In-vivo-Verfahren sind Messverfahren, bei denen ein Radiopharmakon („Tracer“) in den Körper eingebracht wird, dessen Gammastrahlung oder Vernichtungsstrahlung von außerhalb des Körpers sehr genau gemessen werden kann. (Zusätzliche Information über Organfunktionen liefern fallweise auch Radioaktivitätsmessungen von Blutproben oder Ausscheidungen.)

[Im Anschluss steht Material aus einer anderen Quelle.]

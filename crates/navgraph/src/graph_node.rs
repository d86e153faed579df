//! Graph nodes, connections and the node arena
//!
//! Nodes live in a single [`NodeArena`] owned by the navigation data and are
//! addressed by [`NodeIndex`] handles. Destroyed slots keep their data until
//! the index is handed out again, so a stale handle never points outside the
//! arena; it just refers to a node whose state is [`NodeState::Destroyed`].

use byteorder::{LittleEndian, ReadBytesExt, WriteBytesExt};
use navgraph_common::{Error, Int3, Result};
use std::fmt;
use std::io::{Read, Write};
use std::ops::{Index, IndexMut};

use crate::triangle_mesh_node::TriangleMeshNode;

/// Largest usable node index; the range above it was reserved for flags
pub const MAX_NODE_INDEX: u32 = 0x0FFF_FFFE;

/// Marks a connection that does not run along an edge of the node's shape
pub const NO_SHAPE_EDGE: u8 = 0xFF;

/// Handle of a node in the [`NodeArena`]
#[derive(Debug, Clone, Copy, PartialEq, Eq, Hash, PartialOrd, Ord)]
pub struct NodeIndex(pub u32);

impl NodeIndex {
    #[inline]
    pub fn as_usize(self) -> usize {
        self.0 as usize
    }
}

impl fmt::Display for NodeIndex {
    fn fmt(&self, f: &mut fmt::Formatter<'_>) -> fmt::Result {
        write!(f, "#{}", self.0)
    }
}

/// Whether a node slot is in use
#[derive(Debug, Clone, Copy, PartialEq, Eq)]
pub enum NodeState {
    Live(NodeIndex),
    Destroyed,
}

/// Identity of a node plus two scratch flags used by graph algorithms
#[derive(Debug, Clone, Copy, PartialEq, Eq)]
pub struct NodeIdentity {
    pub state: NodeState,
    pub temporary_flag1: bool,
    pub temporary_flag2: bool,
}

impl NodeIdentity {
    fn live(index: NodeIndex) -> Self {
        Self {
            state: NodeState::Live(index),
            temporary_flag1: false,
            temporary_flag2: false,
        }
    }
}

/// Packed per-node attributes
///
/// | bits | field |
/// |---|---|
/// | 0 | walkable |
/// | 1..18 | area (connected component) |
/// | 19..24 | tag |
/// | 24..32 | graph index |
#[derive(Debug, Clone, Copy, PartialEq, Eq, Default)]
pub struct NodeFlags(u32);

impl NodeFlags {
    const WALKABLE_MASK: u32 = 1;
    const AREA_OFFSET: u32 = 1;
    const AREA_MASK: u32 = ((1 << 17) - 1) << Self::AREA_OFFSET;
    const TAG_OFFSET: u32 = 19;
    const TAG_MASK: u32 = ((1 << 5) - 1) << Self::TAG_OFFSET;
    const GRAPH_OFFSET: u32 = 24;
    const GRAPH_MASK: u32 = 0xFF << Self::GRAPH_OFFSET;

    pub const MAX_AREA_INDEX: u32 = Self::AREA_MASK >> Self::AREA_OFFSET;
    pub const MAX_TAG_INDEX: u32 = Self::TAG_MASK >> Self::TAG_OFFSET;
    pub const MAX_GRAPH_INDEX: u32 = Self::GRAPH_MASK >> Self::GRAPH_OFFSET;

    pub fn from_bits(bits: u32) -> Self {
        Self(bits)
    }

    pub fn bits(&self) -> u32 {
        self.0
    }

    pub fn walkable(&self) -> bool {
        self.0 & Self::WALKABLE_MASK != 0
    }

    pub fn set_walkable(&mut self, walkable: bool) {
        self.0 = (self.0 & !Self::WALKABLE_MASK) | walkable as u32;
    }

    pub fn area(&self) -> u32 {
        (self.0 & Self::AREA_MASK) >> Self::AREA_OFFSET
    }

    pub fn set_area(&mut self, area: u32) {
        self.0 = (self.0 & !Self::AREA_MASK) | ((area << Self::AREA_OFFSET) & Self::AREA_MASK);
    }

    pub fn tag(&self) -> u32 {
        (self.0 & Self::TAG_MASK) >> Self::TAG_OFFSET
    }

    pub fn set_tag(&mut self, tag: u32) {
        self.0 = (self.0 & !Self::TAG_MASK) | ((tag << Self::TAG_OFFSET) & Self::TAG_MASK);
    }

    pub fn graph_index(&self) -> u32 {
        (self.0 & Self::GRAPH_MASK) >> Self::GRAPH_OFFSET
    }

    pub fn set_graph_index(&mut self, graph_index: u32) {
        self.0 =
            (self.0 & !Self::GRAPH_MASK) | ((graph_index << Self::GRAPH_OFFSET) & Self::GRAPH_MASK);
    }
}

/// Directed edge to another node
#[derive(Debug, Clone, Copy, PartialEq, Eq)]
pub struct Connection {
    pub node: NodeIndex,
    /// Cost of moving along the connection, 1000 per world unit
    pub cost: u32,
    /// Edge of this node's shape the connection crosses, or [`NO_SHAPE_EDGE`]
    pub shape_edge: u8,
}

impl Connection {
    pub fn new(node: NodeIndex, cost: u32, shape_edge: u8) -> Self {
        Self { node, cost, shape_edge }
    }

    pub fn is_edge_shared(&self) -> bool {
        self.shape_edge != NO_SHAPE_EDGE
    }
}

/// Concrete node shapes
#[derive(Debug, Clone, PartialEq)]
pub enum NodeKind {
    Triangle(TriangleMeshNode),
}

/// A node in a navigation graph
#[derive(Debug, Clone)]
pub struct GraphNode {
    identity: NodeIdentity,
    flags: NodeFlags,
    penalty: u32,
    /// Position in world space
    pub position: Int3,
    connections: Vec<Connection>,
    pub kind: NodeKind,
}

impl GraphNode {
    fn new(index: NodeIndex, kind: NodeKind) -> Self {
        let mut flags = NodeFlags::default();
        flags.set_walkable(true);
        Self {
            identity: NodeIdentity::live(index),
            flags,
            penalty: 0,
            position: Int3::ZERO,
            connections: Vec::new(),
            kind,
        }
    }

    /// The node's handle, or `None` once destroyed
    pub fn index(&self) -> Option<NodeIndex> {
        match self.identity.state {
            NodeState::Live(index) => Some(index),
            NodeState::Destroyed => None,
        }
    }

    pub fn is_destroyed(&self) -> bool {
        self.identity.state == NodeState::Destroyed
    }

    pub fn identity(&self) -> &NodeIdentity {
        &self.identity
    }

    pub fn identity_mut(&mut self) -> &mut NodeIdentity {
        &mut self.identity
    }

    pub fn flags(&self) -> NodeFlags {
        self.flags
    }

    pub fn set_flags(&mut self, flags: NodeFlags) {
        self.flags = flags;
    }

    pub fn walkable(&self) -> bool {
        self.flags.walkable()
    }

    pub fn set_walkable(&mut self, walkable: bool) {
        self.flags.set_walkable(walkable);
    }

    pub fn area(&self) -> u32 {
        self.flags.area()
    }

    pub fn set_area(&mut self, area: u32) {
        self.flags.set_area(area);
    }

    pub fn tag(&self) -> u32 {
        self.flags.tag()
    }

    pub fn set_tag(&mut self, tag: u32) {
        self.flags.set_tag(tag);
    }

    pub fn graph_index(&self) -> u32 {
        self.flags.graph_index()
    }

    pub fn set_graph_index(&mut self, graph_index: u32) {
        self.flags.set_graph_index(graph_index);
    }

    pub fn penalty(&self) -> u32 {
        self.penalty
    }

    /// Sets the traversal penalty.
    ///
    /// Very large penalties make the search degenerate into a breadth first
    /// search and can overflow accumulated costs, so values above `0xFFFFFF`
    /// are reported.
    pub fn set_penalty(&mut self, penalty: u32) {
        if penalty > 0x00FF_FFFF {
            log::warn!(
                "Very high penalty applied ({penalty}). Are you sure negative values haven't underflowed?"
            );
        }
        self.penalty = penalty;
    }

    pub fn connections(&self) -> &[Connection] {
        &self.connections
    }

    pub fn connection_to(&self, other: NodeIndex) -> Option<&Connection> {
        self.connections.iter().find(|c| c.node == other)
    }

    pub fn contains_connection(&self, other: NodeIndex) -> bool {
        self.connection_to(other).is_some()
    }

    pub fn as_triangle(&self) -> Option<&TriangleMeshNode> {
        match &self.kind {
            NodeKind::Triangle(tri) => Some(tri),
        }
    }

    /// Adds a connection or updates an existing one in place.
    ///
    /// The shape edge of an existing connection is only overwritten when
    /// `shape_edge` is given.
    pub(crate) fn add_connection(&mut self, node: NodeIndex, cost: u32, shape_edge: Option<u8>) {
        if let Some(existing) = self.connections.iter_mut().find(|c| c.node == node) {
            existing.cost = cost;
            if let Some(edge) = shape_edge {
                existing.shape_edge = edge;
            }
            return;
        }
        self.connections
            .push(Connection::new(node, cost, shape_edge.unwrap_or(NO_SHAPE_EDGE)));
    }

    pub(crate) fn remove_connection(&mut self, node: NodeIndex) -> bool {
        match self.connections.iter().position(|c| c.node == node) {
            Some(i) => {
                self.connections.remove(i);
                true
            }
            None => false,
        }
    }

    pub(crate) fn set_connections(&mut self, connections: Vec<Connection>) {
        self.connections = connections;
    }

    pub(crate) fn take_connections(&mut self) -> Vec<Connection> {
        std::mem::take(&mut self.connections)
    }

    /// Writes penalty and flags
    pub fn write_to<W: Write>(&self, writer: &mut W) -> Result<()> {
        writer.write_u32::<LittleEndian>(self.penalty)?;
        writer.write_u32::<LittleEndian>(self.flags.bits())?;
        Ok(())
    }

    /// Reads penalty and flags written by [`GraphNode::write_to`]
    pub fn read_from<R: Read>(&mut self, reader: &mut R) -> Result<()> {
        self.penalty = reader.read_u32::<LittleEndian>()?;
        self.flags = NodeFlags::from_bits(reader.read_u32::<LittleEndian>()?);
        Ok(())
    }

    /// Writes the connection list; `-1` marks a node without connections
    pub fn write_references_to<W: Write, F>(&self, writer: &mut W, remap: F) -> Result<()>
    where
        F: Fn(NodeIndex) -> i32,
    {
        if self.connections.is_empty() {
            writer.write_i32::<LittleEndian>(-1)?;
            return Ok(());
        }
        writer.write_i32::<LittleEndian>(self.connections.len() as i32)?;
        for conn in &self.connections {
            writer.write_i32::<LittleEndian>(remap(conn.node))?;
            writer.write_u32::<LittleEndian>(conn.cost)?;
            writer.write_u8(conn.shape_edge)?;
        }
        Ok(())
    }

    /// Reads a connection list written by [`GraphNode::write_references_to`].
    ///
    /// Connections whose target cannot be resolved are dropped.
    pub fn read_references_from<R: Read, F>(&mut self, reader: &mut R, resolve: F) -> Result<()>
    where
        F: Fn(i32) -> Option<NodeIndex>,
    {
        let count = reader.read_i32::<LittleEndian>()?;
        self.connections.clear();
        if count < 0 {
            return Ok(());
        }
        self.connections.reserve(count as usize);
        for _ in 0..count {
            let target = reader.read_i32::<LittleEndian>()?;
            let cost = reader.read_u32::<LittleEndian>()?;
            let shape_edge = reader.read_u8()?;
            if let Some(node) = resolve(target) {
                self.connections.push(Connection::new(node, cost, shape_edge));
            }
        }
        Ok(())
    }
}

/// Owner of every node, with index recycling
#[derive(Debug, Default, Clone)]
pub struct NodeArena {
    nodes: Vec<GraphNode>,
    free: Vec<u32>,
    live_count: usize,
}

impl NodeArena {
    pub fn new() -> Self {
        Self::default()
    }

    /// Allocates a node, reusing the most recently destroyed index if any
    pub fn allocate(&mut self, kind: NodeKind) -> Result<NodeIndex> {
        let index = if let Some(free) = self.free.pop() {
            let index = NodeIndex(free);
            self.nodes[free as usize] = GraphNode::new(index, kind);
            index
        } else {
            let next = self.nodes.len() as u32;
            if next > MAX_NODE_INDEX {
                return Err(Error::InvalidGraph(format!(
                    "too many nodes, the maximum is {}",
                    MAX_NODE_INDEX + 1
                )));
            }
            let index = NodeIndex(next);
            self.nodes.push(GraphNode::new(index, kind));
            index
        };
        self.live_count += 1;
        Ok(index)
    }

    pub fn get(&self, index: NodeIndex) -> Option<&GraphNode> {
        self.nodes.get(index.as_usize())
    }

    pub fn get_mut(&mut self, index: NodeIndex) -> Option<&mut GraphNode> {
        self.nodes.get_mut(index.as_usize())
    }

    /// Returns the node if the handle refers to a live node
    pub fn get_live(&self, index: NodeIndex) -> Option<&GraphNode> {
        self.get(index).filter(|n| !n.is_destroyed())
    }

    /// One past the highest index ever handed out
    pub fn capacity(&self) -> usize {
        self.nodes.len()
    }

    pub fn live_count(&self) -> usize {
        self.live_count
    }

    pub fn iter(&self) -> impl Iterator<Item = (NodeIndex, &GraphNode)> {
        self.nodes.iter().filter_map(|n| n.index().map(|i| (i, n)))
    }

    /// Adds a connection from `from` to `to`, updating cost in place if one exists
    pub fn add_connection(
        &mut self,
        from: NodeIndex,
        to: NodeIndex,
        cost: u32,
        shape_edge: Option<u8>,
    ) -> Result<()> {
        if self.get_live(to).is_none() {
            return Err(Error::InvalidGraph(format!(
                "cannot connect {from} to destroyed or unknown node {to}"
            )));
        }
        match self.nodes.get_mut(from.as_usize()) {
            Some(node) if !node.is_destroyed() => {
                node.add_connection(to, cost, shape_edge);
                Ok(())
            }
            _ => Err(Error::InvalidGraph(format!(
                "cannot add a connection from destroyed or unknown node {from}"
            ))),
        }
    }

    /// Removes the connection `from -> to`. Returns false if it did not exist.
    pub fn remove_connection(&mut self, from: NodeIndex, to: NodeIndex) -> bool {
        self.nodes
            .get_mut(from.as_usize())
            .map(|n| n.remove_connection(to))
            .unwrap_or(false)
    }

    pub fn contains_connection(&self, from: NodeIndex, to: NodeIndex) -> bool {
        self.get(from).map(|n| n.contains_connection(to)).unwrap_or(false)
    }

    /// Removes every connection of `index`, and with `also_reverse` the
    /// connections pointing back at it from its neighbours
    pub fn clear_connections(&mut self, index: NodeIndex, also_reverse: bool) {
        let Some(node) = self.nodes.get_mut(index.as_usize()) else {
            return;
        };
        let connections = node.take_connections();
        if also_reverse {
            for conn in connections {
                if let Some(other) = self.nodes.get_mut(conn.node.as_usize()) {
                    other.remove_connection(index);
                }
            }
        }
    }

    /// Clears the node's connections in both directions, marks it destroyed
    /// and recycles its index
    pub fn destroy(&mut self, index: NodeIndex) {
        if self.get_live(index).is_none() {
            return;
        }
        self.clear_connections(index, true);
        let node = &mut self.nodes[index.as_usize()];
        node.identity.state = NodeState::Destroyed;
        node.identity.temporary_flag1 = false;
        node.identity.temporary_flag2 = false;
        self.free.push(index.0);
        self.live_count -= 1;
    }
}

impl Index<NodeIndex> for NodeArena {
    type Output = GraphNode;

    fn index(&self, index: NodeIndex) -> &GraphNode {
        &self.nodes[index.as_usize()]
    }
}

impl IndexMut<NodeIndex> for NodeArena {
    fn index_mut(&mut self, index: NodeIndex) -> &mut GraphNode {
        &mut self.nodes[index.as_usize()]
    }
}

Ein Radiopharmakon ist ein Radionuklid oder die chemische Verbindung eines Radionuklids mit anderen Stoffen. Wie ein Radiopharmakon in der Nuklearmedizin verwendet wird, hängt wesentlich von zwei Eigenschaften ab:

Diagnostik

Die bildgebenden Verfahren Szintigrafie, Positronen-Emissions-Tomographie (PET) und SPECT (single photon emission computed tomography) bilden nach dem Tracer-Prinzip vorwiegend die Funktion eines Organs oder Organsystems ab, im Gegensatz zu den morphologischen bildgebenden Verfahren, die hauptsächlich die Struktur zeigen. Zum Beispiel verwendet man in der Skelettszintigrafie ein Radiopharmakon (99mTechnetium-Methylendiphosphonat), das bevorzugt von knochenbildenden Zellen (Osteoblasten) aufgenommen wird. Normales Knochengewebe zeigt im resultierenden Szintigramm niedrige Aktivität, die von physiologischen Umbauprozessen herrührt. Zonen erhöhter Aktivität lassen dagegen auf verstärkten Knochenumbau und damit auf krankhafte Vorgänge schließen, die an den entsprechenden Stellen im Skelett ablaufen. Dabei kann es sich um Kontusionen, heilende Frakturen, Krebs, gutartige Knochentumore, Arthrosen oder Knochenentzündungen handeln.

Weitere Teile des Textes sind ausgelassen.